19 temporadas en Primera División avalan el historial del Elche, que se sitúa en el puesto 21 de la clasificación histórica, por encima de equipos como Villarreal, Levante, Nástic, Recreativo o el propio Deportivo Alavés. Este palmarés sirve para presumir, pero también puede cargar de presión a un equipo que no aparece por la máxima categoría nacional desde 1989. Desde entonces ha estado siete temporadas en Segunda B y once en la categoría de plata, donde ya es todo un clásico, aunque sea con la etiqueta de eterno aspirante colgando del cuello.
Cada año, desde el retorno a Segunda (1999), el club ilicitano se autoimpone el objetivo de subir a Primera, pero con nulos resultados. De hecho, en las últimas ocho temporadas sólo estuvo cerca en 2002, cuando fue quinto de la mano de Julián Rubio. Lo demás, posiciones de segunda mitad de la tabla. Esta exigencia se ha comido once entrenadores en ese período, algunos con más de una etapa, por lo que hay hasta catorce relevos en el banquillo.

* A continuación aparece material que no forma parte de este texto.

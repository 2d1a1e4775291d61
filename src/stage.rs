//! One running experiment and everything it owns.
//!
//! A [`Stage`] bundles the surface, input sampler, clock and sketch of a
//! single mounted experiment. Nothing is shared between stages, so several
//! can run side by side (tests do this freely).
//!
//! Lifecycle: [`Stage::new`] seeds the sketch, [`Stage::frame`] runs once per
//! paint, [`Stage::dispose`] tears it down.

use crate::error::SurfaceError;
use crate::input::Input;
use crate::sketch::{FrameContext, Sketch};
use crate::surface::Surface;
use crate::time::{Clock, FrameTime};
use std::path::{Path, PathBuf};

/// Per-instance state of a mounted experiment.
pub struct Stage<S: Sketch> {
    surface: Surface,
    input: Input,
    clock: Clock,
    sketch: S,
    disposed: bool,
}

impl<S: Sketch> Stage<S> {
    /// Allocate a `width` x `height` surface and seed `sketch` for it.
    pub fn new(width: u32, height: u32, mut sketch: S) -> Result<Self, SurfaceError> {
        let surface = Surface::new(width, height)?;
        let mut input = Input::new();
        input.set_window_size(width, height);
        sketch.seed(surface.bounds());
        log::info!("mounted '{}' at {}x{}", sketch.name(), width, height);
        Ok(Self {
            surface,
            input,
            clock: Clock::new(),
            sketch,
            disposed: false,
        })
    }

    /// Replace the input sampler, e.g. to change pointer smoothing.
    pub fn with_input(mut self, mut input: Input) -> Self {
        input.set_window_size(self.surface.width(), self.surface.height());
        self.input = input;
        self
    }

    pub fn with_clock(mut self, clock: Clock) -> Self {
        self.clock = clock;
        self
    }

    /// Run one frame: tick, sample input, update, render, clear edges.
    ///
    /// While the clock is paused nothing else happens: the last frame stays
    /// on the surface, the smoothed pointer holds still and clicks or key
    /// presses are kept for the first frame after resuming.
    pub fn frame(&mut self) -> FrameTime {
        if self.disposed {
            return self.clock.now();
        }
        let time = self.clock.tick();
        if self.clock.is_paused() {
            return time;
        }
        self.input.sample_frame();
        let ctx = FrameContext::new(&self.input, time, self.surface.bounds());
        self.sketch.update(&ctx);
        self.sketch.render(&mut self.surface, &ctx);
        self.input.end_frame();
        time
    }

    /// Follow a viewport resize. The sketch is re-seeded only when the size
    /// actually changed; zero sizes are ignored.
    pub fn resize(&mut self, width: u32, height: u32) -> bool {
        if !self.surface.resize(width, height) {
            return false;
        }
        self.input.set_window_size(width, height);
        self.sketch.resize(self.surface.bounds());
        true
    }

    /// Throw the current state away and seed again at the current size.
    pub fn reseed(&mut self) {
        self.sketch.seed(self.surface.bounds());
        log::info!("re-seeded '{}'", self.sketch.name());
    }

    /// Save the current frame as `<dir>/<name>-<tick>.png`.
    pub fn snapshot(&self, dir: impl AsRef<Path>) -> Result<PathBuf, SurfaceError> {
        let dir = dir.as_ref();
        std::fs::create_dir_all(dir)?;
        let path = dir.join(format!("{}-{:06}.png", self.sketch.name(), self.clock.now().tick));
        self.surface.save_png(&path)?;
        Ok(path)
    }

    /// Release the sketch. Later frames do nothing.
    pub fn dispose(&mut self) {
        if self.disposed {
            return;
        }
        self.sketch.dispose();
        self.input.reset();
        self.disposed = true;
        log::info!("disposed '{}'", self.sketch.name());
    }

    pub fn is_disposed(&self) -> bool {
        self.disposed
    }

    pub fn surface(&self) -> &Surface {
        &self.surface
    }

    pub fn input(&self) -> &Input {
        &self.input
    }

    /// Host events go here.
    pub fn input_mut(&mut self) -> &mut Input {
        &mut self.input
    }

    pub fn clock(&self) -> &Clock {
        &self.clock
    }

    pub fn clock_mut(&mut self) -> &mut Clock {
        &mut self.clock
    }

    pub fn sketch(&self) -> &S {
        &self.sketch
    }

    pub fn sketch_mut(&mut self) -> &mut S {
        &mut self.sketch
    }
}

#[cfg(test)]
mod tests {
    use super::*;
    use crate::input::MouseButton;
    use glam::{Vec2, Vec3};

    /// Counts calls and paints the whole surface white.
    #[derive(Default)]
    struct Probe {
        seeds: Vec<Vec2>,
        updates: usize,
        renders: usize,
        clicks: usize,
        disposed: bool,
    }

    impl Sketch for Probe {
        fn name(&self) -> &str {
            "probe"
        }

        fn seed(&mut self, bounds: Vec2) {
            self.seeds.push(bounds);
        }

        fn update(&mut self, ctx: &FrameContext) {
            self.updates += 1;
            if ctx.input.mouse_pressed(MouseButton::Left) {
                self.clicks += 1;
            }
        }

        fn render(&mut self, surface: &mut Surface, _ctx: &FrameContext) {
            self.renders += 1;
            surface.clear(Vec3::ONE);
        }

        fn dispose(&mut self) {
            self.disposed = true;
        }
    }

    #[test]
    fn test_new_seeds_once() {
        let stage = Stage::new(32, 16, Probe::default()).unwrap();
        assert_eq!(stage.sketch().seeds, vec![Vec2::new(32.0, 16.0)]);
    }

    #[test]
    fn test_zero_sized_mount_fails() {
        assert!(Stage::new(0, 16, Probe::default()).is_err());
    }

    #[test]
    fn test_frame_updates_then_renders() {
        let mut stage = Stage::new(8, 8, Probe::default()).unwrap();
        let time = stage.frame();
        assert_eq!(time.tick, 1);
        assert_eq!(stage.sketch().updates, 1);
        assert_eq!(stage.sketch().renders, 1);
        assert_eq!(stage.surface().pixel(3, 3).map(|p| p.g), Some(255));
    }

    #[test]
    fn test_resize_reseeds_only_on_change() {
        let mut stage = Stage::new(8, 8, Probe::default()).unwrap();
        assert!(!stage.resize(8, 8));
        assert!(!stage.resize(0, 20));
        assert!(stage.resize(20, 10));
        assert_eq!(stage.sketch().seeds.len(), 2);
        assert_eq!(stage.surface().bounds(), Vec2::new(20.0, 10.0));
    }

    #[test]
    fn test_pause_freezes_frame() {
        let mut stage = Stage::new(8, 8, Probe::default()).unwrap();
        stage.frame();
        stage.clock_mut().pause();
        stage.frame();
        stage.frame();
        assert_eq!(stage.sketch().updates, 1);
        stage.clock_mut().resume();
        stage.frame();
        assert_eq!(stage.sketch().updates, 2);
    }

    #[test]
    fn test_input_held_while_paused() {
        let mut stage = Stage::new(100, 100, Probe::default()).unwrap();
        stage.input_mut().pointer_moved(Vec2::new(10.0, 10.0));
        stage.frame();
        stage.clock_mut().pause();

        stage.input_mut().pointer_moved(Vec2::new(90.0, 10.0));
        stage.input_mut().button_pressed(MouseButton::Left);
        stage.frame();
        stage.frame();
        assert_eq!(stage.input().smoothed_pointer(), Vec2::new(10.0, 10.0));
        assert!(stage.input().mouse_pressed(MouseButton::Left));

        stage.clock_mut().resume();
        stage.frame();
        assert_eq!(stage.sketch().clicks, 1);
        assert!(stage.input().smoothed_pointer().x > 10.0);
        assert!(!stage.input().mouse_pressed(MouseButton::Left));
    }

    #[test]
    fn test_dispose_is_final() {
        let mut stage = Stage::new(8, 8, Probe::default()).unwrap();
        stage.dispose();
        stage.dispose();
        stage.frame();
        assert!(stage.is_disposed());
        assert!(stage.sketch().disposed);
        assert_eq!(stage.sketch().updates, 0);
    }

    #[test]
    fn test_snapshot_writes_png() {
        let mut stage = Stage::new(8, 8, Probe::default()).unwrap();
        stage.frame();
        let dir = std::env::temp_dir().join(format!("sketchbook-test-{}", std::process::id()));
        let path = stage.snapshot(&dir).unwrap();
        assert!(path.ends_with("probe-000001.png"));
        assert!(path.exists());
        let _ = std::fs::remove_dir_all(&dir);
    }
}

'Tolo' Plaza, el mismo que ascendió desde Segunda B, fue el elegido para consolidar la nave en el segundo peldaño del balompié español, pero una derrota en casa ante el Lleida motivó su relevo por el interino Casimiro Torres, que posteriormente cedería su cargo a Jorge D'Alessandro. Al final, decimoquinto.

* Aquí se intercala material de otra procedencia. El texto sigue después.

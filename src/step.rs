//! The per-frame simulation step.
//!
//! For each entity, in order: fold the rules over its velocity, integrate
//! with Euler, apply the boundary, then age it. One pass per frame, no
//! substeps.

use crate::entity::Entity;
use crate::input::Input;
use crate::rules::{Boundary, Rule};
use crate::time::FrameTime;
use glam::Vec2;

/// Read-only state the rules see during a step.
#[derive(Clone, Copy)]
pub struct StepContext<'a> {
    pub input: &'a Input,
    pub time: FrameTime,
    /// Surface size in pixels.
    pub bounds: Vec2,
}

impl<'a> StepContext<'a> {
    pub fn new(input: &'a Input, time: FrameTime, bounds: Vec2) -> Self {
        Self { input, time, bounds }
    }
}

/// Advance every entity by one tick.
///
/// Returns the indices, in ascending order, of entities that died this tick
/// or left the surface under [`Boundary::Respawn`].
pub fn step<E: Entity>(
    entities: &mut [E],
    rules: &[Rule],
    boundary: Boundary,
    ctx: &StepContext,
) -> Vec<usize> {
    let mut dead = Vec::new();
    for (index, entity) in entities.iter_mut().enumerate() {
        let velocity = rules
            .iter()
            .fold(entity.velocity(), |v, rule| rule.apply(index, &*entity, v, ctx));
        entity.set_velocity(velocity);
        entity.integrate();
        let left = boundary.apply(entity, ctx.bounds);
        entity.age();
        if left || !entity.is_alive() {
            dead.push(index);
        }
    }
    dead
}

#[cfg(test)]
mod tests {
    use super::*;
    use crate::entity::{AgedParticle, Point2D};

    #[test]
    fn test_rules_fold_in_order() {
        let input = Input::new();
        let ctx = StepContext::new(&input, FrameTime::default(), Vec2::splat(1000.0));
        let mut entities = vec![Point2D::new(Vec2::splat(10.0), Vec2::ZERO)];

        // add then damp: (0 + 2) * 0.5 = 1
        step(&mut entities, &[Rule::Gravity(2.0), Rule::Damping(0.5)], Boundary::None, &ctx);
        assert_eq!(entities[0].velocity, Vec2::new(0.0, 1.0));
        assert_eq!(entities[0].position, Vec2::new(10.0, 11.0));

        // damp then add: 1 * 0.5 + 2 = 2.5
        step(&mut entities, &[Rule::Damping(0.5), Rule::Gravity(2.0)], Boundary::None, &ctx);
        assert_eq!(entities[0].velocity, Vec2::new(0.0, 2.5));
    }

    #[test]
    fn test_reports_dead_and_departed() {
        let input = Input::new();
        let ctx = StepContext::new(&input, FrameTime::default(), Vec2::splat(100.0));
        let mut sparks = vec![
            AgedParticle::new(Vec2::splat(50.0), Vec2::ZERO, 1.0),
            AgedParticle::new(Vec2::splat(50.0), Vec2::ZERO, 5.0),
            AgedParticle::new(Vec2::new(99.5, 50.0), Vec2::X, 5.0),
        ];
        let dead = step(&mut sparks, &[], Boundary::Respawn, &ctx);
        assert_eq!(dead, vec![0, 2]);
    }
}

Aquello fue una afrenta para un 'gallito' de la categoría como el Elche, que tiró la casa por la ventana para equipar al nuevo entrenador, Felipe Mesones, en la temporada 2000-01. Fue el año de los fichajes de relumbrón como Mazinho, Serban o Iván Rocha, pero tampoco funcionó y tuvo que volver D'Alessandro, que tampoco acabó -lo hizo Marcial Pina-, para dejar al equipo decimoctavo, al borde del descenso.

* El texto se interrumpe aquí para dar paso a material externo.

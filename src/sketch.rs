//! The experiment contract and the generic particle sketch.
//!
//! A [`Sketch`] is one visual routine: it seeds its state for a surface size,
//! advances once per frame and paints onto the surface. Most experiments are
//! a [`ParticleSketch`], configured with the same builder pattern:
//!
//! ```ignore
//! let sketch = ParticleSketch::new("drift", 2_000, |ctx| {
//!         Point2D::new(ctx.random_in_bounds(), ctx.random_velocity(0.5))
//!     })
//!     .with_rule(Rule::FlowField { field: NoiseField::new(7), strength: 0.05 })
//!     .with_rule(Rule::Damping(0.98))
//!     .with_boundary(Boundary::Wrap)
//!     .with_visuals(|v| {
//!         v.background(Background::Fade { color: Vec3::ZERO, alpha: 0.08 });
//!     });
//! ```

use crate::emitter::Emitter;
use crate::entity::Entity;
use crate::render::Renderer;
use crate::rules::{Boundary, Rule};
use crate::spawn::SpawnContext;
use crate::step::{step, StepContext};
use crate::store::{EntityStore, Overrides, Population};
use crate::surface::Surface;
use crate::visuals::VisualConfig;
use glam::Vec2;

/// What a sketch sees each frame: input, frame time and surface bounds.
pub type FrameContext<'a> = StepContext<'a>;

/// Per-frame hook run before the step, for experiment-specific logic.
pub type UpdateHook<E> = Box<dyn FnMut(&mut EntityStore<E>, &FrameContext)>;

/// One visual experiment.
pub trait Sketch {
    /// Short identifier, used in logs and snapshot names.
    fn name(&self) -> &str;

    /// (Re)build all state for a surface of `bounds` pixels.
    fn seed(&mut self, bounds: Vec2);

    /// The surface changed size. Re-seeds unless overridden.
    fn resize(&mut self, bounds: Vec2) {
        self.seed(bounds);
    }

    /// Advance one frame.
    fn update(&mut self, ctx: &FrameContext);

    /// Paint the current state.
    fn render(&mut self, surface: &mut Surface, ctx: &FrameContext);

    /// Release state when the loop stops.
    fn dispose(&mut self) {}
}

impl<S: Sketch + ?Sized> Sketch for Box<S> {
    fn name(&self) -> &str {
        (**self).name()
    }

    fn seed(&mut self, bounds: Vec2) {
        (**self).seed(bounds)
    }

    fn resize(&mut self, bounds: Vec2) {
        (**self).resize(bounds)
    }

    fn update(&mut self, ctx: &FrameContext) {
        (**self).update(ctx)
    }

    fn render(&mut self, surface: &mut Surface, ctx: &FrameContext) {
        (**self).render(surface, ctx)
    }

    fn dispose(&mut self) {
        (**self).dispose()
    }
}

/// A sketch made of entities driven by rules and drawn by a [`Renderer`].
///
/// Dead entities are recycled in place by the spawn rule, unless the sketch
/// has emitters: then dead slots of a fixed population stay dormant until an
/// emitter reuses them. Bounded populations always drop their dead.
pub struct ParticleSketch<E: Entity> {
    name: String,
    count: usize,
    store: EntityStore<E>,
    rules: Vec<Rule>,
    boundary: Boundary,
    emitters: Vec<Emitter>,
    renderer: Renderer,
    hook: Option<UpdateHook<E>>,
}

impl<E: Entity + 'static> ParticleSketch<E> {
    /// A sketch of `count` entities built by `spawner`, which is also used
    /// for recycling and emitters.
    pub fn new<F>(name: impl Into<String>, count: usize, spawner: F) -> Self
    where
        F: Fn(&mut SpawnContext) -> E + 'static,
    {
        Self::with_store(name, count, EntityStore::new(0, spawner))
    }

    /// A sketch over an existing store.
    pub fn with_store(name: impl Into<String>, count: usize, store: EntityStore<E>) -> Self {
        Self {
            name: name.into(),
            count,
            store,
            rules: Vec::new(),
            boundary: Boundary::None,
            emitters: Vec::new(),
            renderer: Renderer::new(VisualConfig::new()),
            hook: None,
        }
    }

    /// Seed the store's RNG so every run starts from the same population.
    pub fn with_seed(mut self, seed: u64) -> Self {
        self.store.reseed(seed);
        self
    }

    /// Number of entities created on seed.
    pub fn with_count(mut self, count: usize) -> Self {
        self.count = count;
        self
    }

    /// Append a rule. Rules run in the order they were added.
    pub fn with_rule(mut self, rule: Rule) -> Self {
        self.rules.push(rule);
        self
    }

    pub fn with_boundary(mut self, boundary: Boundary) -> Self {
        self.boundary = boundary;
        self
    }

    pub fn with_population(mut self, population: Population) -> Self {
        self.store = self.store.with_population(population);
        self
    }

    pub fn with_emitter(mut self, emitter: Emitter) -> Self {
        self.emitters.push(emitter);
        self
    }

    /// Configure drawing.
    pub fn with_visuals<F>(mut self, configure: F) -> Self
    where
        F: FnOnce(&mut VisualConfig),
    {
        let mut config = self.renderer.config().clone();
        configure(&mut config);
        self.renderer = Renderer::new(config);
        self
    }

    /// Run `hook` every frame before the rules.
    pub fn with_update<F>(mut self, hook: F) -> Self
    where
        F: FnMut(&mut EntityStore<E>, &FrameContext) + 'static,
    {
        self.hook = Some(Box::new(hook));
        self
    }

    pub fn store(&self) -> &EntityStore<E> {
        &self.store
    }

    pub fn entities(&self) -> &[E] {
        self.store.entities()
    }

    pub fn count(&self) -> usize {
        self.count
    }
}

impl<E: Entity + 'static> Sketch for ParticleSketch<E> {
    fn name(&self) -> &str {
        &self.name
    }

    fn seed(&mut self, bounds: Vec2) {
        self.store.initialize(self.count, bounds);
        log::info!(
            "seeded '{}' with {} entities at {}x{}",
            self.name,
            self.store.len(),
            bounds.x,
            bounds.y
        );
    }

    fn update(&mut self, ctx: &FrameContext) {
        for emitter in &self.emitters {
            emitter.emit(&mut self.store, ctx);
        }
        if let Some(hook) = self.hook.as_mut() {
            hook(&mut self.store, ctx);
        }

        let dead = step(self.store.entities_mut(), &self.rules, self.boundary, ctx);
        if dead.is_empty() {
            return;
        }
        match self.store.population() {
            // Dead slots wait for an emitter; entities that only left the
            // surface come back at once.
            Population::Fixed if !self.emitters.is_empty() => {
                for index in dead {
                    if self.store.entities()[index].is_alive() {
                        self.store.reset(index, Overrides::default());
                    }
                }
            }
            _ => self.store.recycle(&dead),
        }
    }

    fn render(&mut self, surface: &mut Surface, ctx: &FrameContext) {
        self.renderer.render(surface, self.store.entities(), ctx.time);
    }

    fn dispose(&mut self) {
        self.store.clear();
        log::debug!("disposed '{}'", self.name);
    }
}

#[cfg(test)]
mod tests {
    use super::*;
    use crate::entity::{AgedParticle, Point2D};
    use crate::input::{Input, MouseButton};
    use crate::time::FrameTime;

    fn frame(input: &Input, tick: u64) -> FrameContext<'_> {
        StepContext::new(
            input,
            FrameTime {
                tick,
                ..FrameTime::default()
            },
            Vec2::new(100.0, 100.0),
        )
    }

    #[test]
    fn test_seed_uses_spawner_and_count() {
        let mut sketch = ParticleSketch::new("dots", 25, |ctx| {
            Point2D::new(ctx.random_in_bounds(), Vec2::ZERO)
        })
        .with_seed(9);
        sketch.seed(Vec2::new(100.0, 100.0));
        assert_eq!(sketch.entities().len(), 25);
        assert_eq!(sketch.name(), "dots");
    }

    #[test]
    fn test_fixed_population_recycles_dead() {
        let mut sketch = ParticleSketch::new("sparks", 10, |ctx| {
            AgedParticle::new(ctx.random_in_bounds(), Vec2::ZERO, 2.0)
        });
        sketch.seed(Vec2::new(100.0, 100.0));
        let input = Input::new();
        for tick in 0..5 {
            sketch.update(&frame(&input, tick));
        }
        assert_eq!(sketch.entities().len(), 10);
        assert!(sketch.entities().iter().all(|e| e.is_alive()));
    }

    #[test]
    fn test_bounded_with_burst_grows_then_drains() {
        let mut sketch = ParticleSketch::new("burst", 0, |ctx| {
            let p = ctx.origin.unwrap_or(Vec2::ZERO);
            AgedParticle::new(p, Vec2::ZERO, 3.0)
        })
        .with_population(Population::Bounded { capacity: 50 })
        .with_emitter(Emitter::PointerBurst { count: 20, speed: 1.0 });
        sketch.seed(Vec2::new(100.0, 100.0));

        let mut input = Input::new();
        input.pointer_moved(Vec2::new(50.0, 50.0));
        input.button_pressed(MouseButton::Left);
        sketch.update(&frame(&input, 0));
        assert_eq!(sketch.entities().len(), 20);

        input.end_frame();
        for tick in 1..4 {
            sketch.update(&frame(&input, tick));
        }
        assert!(sketch.entities().is_empty());
    }

    #[test]
    fn test_fixed_with_emitter_respawns_departed() {
        let mut sketch = ParticleSketch::new("runners", 3, |ctx| {
            Point2D::new(ctx.random_in_bounds(), Vec2::new(30.0, 0.0))
        })
        .with_emitter(Emitter::Continuous { per_frame: 1 })
        .with_boundary(Boundary::Respawn);
        sketch.seed(Vec2::new(100.0, 100.0));

        let input = Input::new();
        for tick in 0..20 {
            sketch.update(&frame(&input, tick));
            assert_eq!(sketch.entities().len(), 3);
            for e in sketch.entities() {
                assert!(e.position.x >= 0.0 && e.position.x < 100.0, "x = {}", e.position.x);
            }
        }
    }

    #[test]
    fn test_fixed_with_emitter_keeps_dead_slots_dormant() {
        let mut sketch = ParticleSketch::new("embers", 4, |ctx| {
            AgedParticle::new(ctx.random_in_bounds(), Vec2::ZERO, 1.0)
        })
        .with_emitter(Emitter::PointerBurst { count: 1, speed: 0.0 });
        sketch.seed(Vec2::new(100.0, 100.0));

        let input = Input::new();
        sketch.update(&frame(&input, 0));
        sketch.update(&frame(&input, 1));
        assert_eq!(sketch.entities().len(), 4);
        assert!(sketch.entities().iter().all(|e| !e.is_alive()));
    }

    #[test]
    fn test_boxed_sketch_is_a_sketch() {
        let mut boxed: Box<dyn Sketch> = Box::new(
            ParticleSketch::new("boxed", 3, |ctx| Point2D::new(ctx.random_in_bounds(), Vec2::ZERO)),
        );
        boxed.seed(Vec2::splat(10.0));
        let input = Input::new();
        let mut surface = Surface::new(10, 10).unwrap();
        boxed.update(&frame(&input, 0));
        boxed.render(&mut surface, &frame(&input, 0));
        assert_eq!(boxed.name(), "boxed");
        boxed.dispose();
    }
}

La siguiente fue la buena, quintos con Julián Rubio en el banquillo, con los ex albiazules Serrano y Arregui en el plantel. Pero la máquina franjiverde quería más y Rubio fue destituido al año siguiente -volvió Casimiro Torres-, que finalizó en otro sonado fracaso -decimosexto-.
Dos puestos más arriba lo dejaron entre Cantarero, Ruggeri y Lico, tres entrenadores para la temporada 2003-04. Tuvo que llegar Josu Uribe para devolver la ilusión a Elche, pero, aunque éste aguantó toda la Liga, sólo pudo dejar al conjunto alicantino en décima posición. En la jornada 22 de la pasada campaña regresó Rubio, que acabó decimocuarto.
Cambio de mentalidad
Este curso arrancó con Luis García en el banquillo, pero David Vidal tomó las riendas hace dos jornadas y el gallego es ya el duodécimo entrenador de la era moderna del Elche en Segunda, que aún no tiene ocho años.
La llegada de Sepulcre a la presidencia supuso un cambio de mentalidad -menos presupuesto y más humildad-, pero la amenaza del descenso se cargó otro entrenador.